As to the volatility of the polls and the "embarassment" of having to say there will be no election - it will probably do Labour good. The Labour party works best when it thinks elections are on a knife-edge. Though Labour was strongly ahead in the polls in the run-up to the 1997 election, nobody believed it, and everybody worked to the bone and campaigned as though there were only a couple of points in it. And though Labour got a huge majority in 1997, the government behaved cautiously, as though things were finely balanced. The lead-up to the 2001 election was full of fretting from Labour about foot-and-mouth and fuel prices. The 2005 election was overshadowed with fretting about Iraq, and the recent Ealing-Southall by-election was fought with the sounds of crowing Tories ringing in Labour activists' ears.

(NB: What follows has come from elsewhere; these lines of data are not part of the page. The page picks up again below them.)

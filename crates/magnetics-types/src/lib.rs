// ─────────────────────────────────────────────────────────────────────
// SCPN Fusion Core — Magnetics Types
// © 1998–2026 Miroslav Šotek. All rights reserved.
// Contact: www.anulum.li | protoscience@anulum.li
// ORCID: https://orcid.org/0009-0009-3560-0851
// License: GNU AGPL v3 | Commercial licensing available
// ─────────────────────────────────────────────────────────────────────
pub mod catalog;
pub mod config;
pub mod constants;
pub mod error;
pub mod window;
use crate::core::error::{SimError, SimResult};
use async_trait::async_trait;
use std::path::{Path, PathBuf};

/// 行単位の入力元。`name` は診断メッセージに使われる
#[async_trait]
pub trait LineSource: Send + Sync {
    fn name(&self) -> String;
    async fn read_lines(&self) -> SimResult<Vec<String>>;
}

pub struct FileSource {
    path: PathBuf,
}

impl FileSource {
    pub fn new(path: impl AsRef<Path>) -> Self {
        Self {
            path: path.as_ref().to_path_buf(),
        }
    }
}

#[async_trait]
impl LineSource for FileSource {
    fn name(&self) -> String {
        self.path.display().to_string()
    }

    async fn read_lines(&self) -> SimResult<Vec<String>> {
        let content = tokio::fs::read_to_string(&self.path)
            .await
            .map_err(|e| SimError::FileAccess {
                path: self.path.clone(),
                source: e,
            })?;
        Ok(split_lines(&content))
    }
}

pub struct MemorySource {
    name: String,
    lines: Vec<String>,
}

impl MemorySource {
    pub fn new(name: impl Into<String>, lines: Vec<String>) -> Self {
        Self {
            name: name.into(),
            lines,
        }
    }

    pub fn from_text(name: impl Into<String>, text: &str) -> Self {
        Self::new(name, split_lines(text))
    }
}

#[async_trait]
impl LineSource for MemorySource {
    fn name(&self) -> String {
        self.name.clone()
    }

    async fn read_lines(&self) -> SimResult<Vec<String>> {
        Ok(self.lines.clone())
    }
}

/// `\n`・`\r\n`・`\r` のいずれも行末として扱う
pub fn split_lines(text: &str) -> Vec<String> {
    let mut lines = Vec::new();
    let mut rest = text;
    while !rest.is_empty() {
        match rest.find(|c: char| c == '\r' || c == '\n') {
            Some(pos) => {
                lines.push(rest[..pos].to_string());
                let eol = if rest[pos..].starts_with("\r\n") { 2 } else { 1 };
                rest = &rest[pos + eol..];
            }
            None => {
                lines.push(rest.to_string());
                break;
            }
        }
    }
    lines
}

Labour won all the above. But when we allow ourselves to believe it's in the bag, we get careless, we say things we shouldn't, and we lose. Think 1992. All the caution that Labour has shown in the last ten years has been correct. Voters really are brutal and un-sentimental. Look at what happened in 1992. Look at what the voters did to the Tories in 1997.

Voters don't like it when parties talk about "smashing" each other. They don't like it now and they didn't like it in the 80's when David Owen said Labour was "finished" or when Thatcher wrote in 1991 that it was unlikely Britain would ever see a Labour government again. Voters want all parties to be viable in case something goes wrong with the government, so that they have the option of changing government. When they hear talk of "smashing" they shift in the polls to give the would-be smasher a swift shock.

Voters don't like it when they hear talk about the "next ten years" or of people "going on and on". They might give us another ten years, but only if we don't take them for granted and don't act like it's in the bag. When they think people take them for granted, they have an irresistable urge to administer a good kick.

We saw what hubris did to the Tories in the early 90's. The good news is that while they delivered five full years of it, we've just had a couple of days of it at the conference. If we can end it now and go back to being our cautious New Labour selves, all will be well. We haven't lost an election, we've just had a few red faces and some people laugh at us.

We learn from it, and move on. And if the Tories want to be triumphant, let them. We all know where that leads.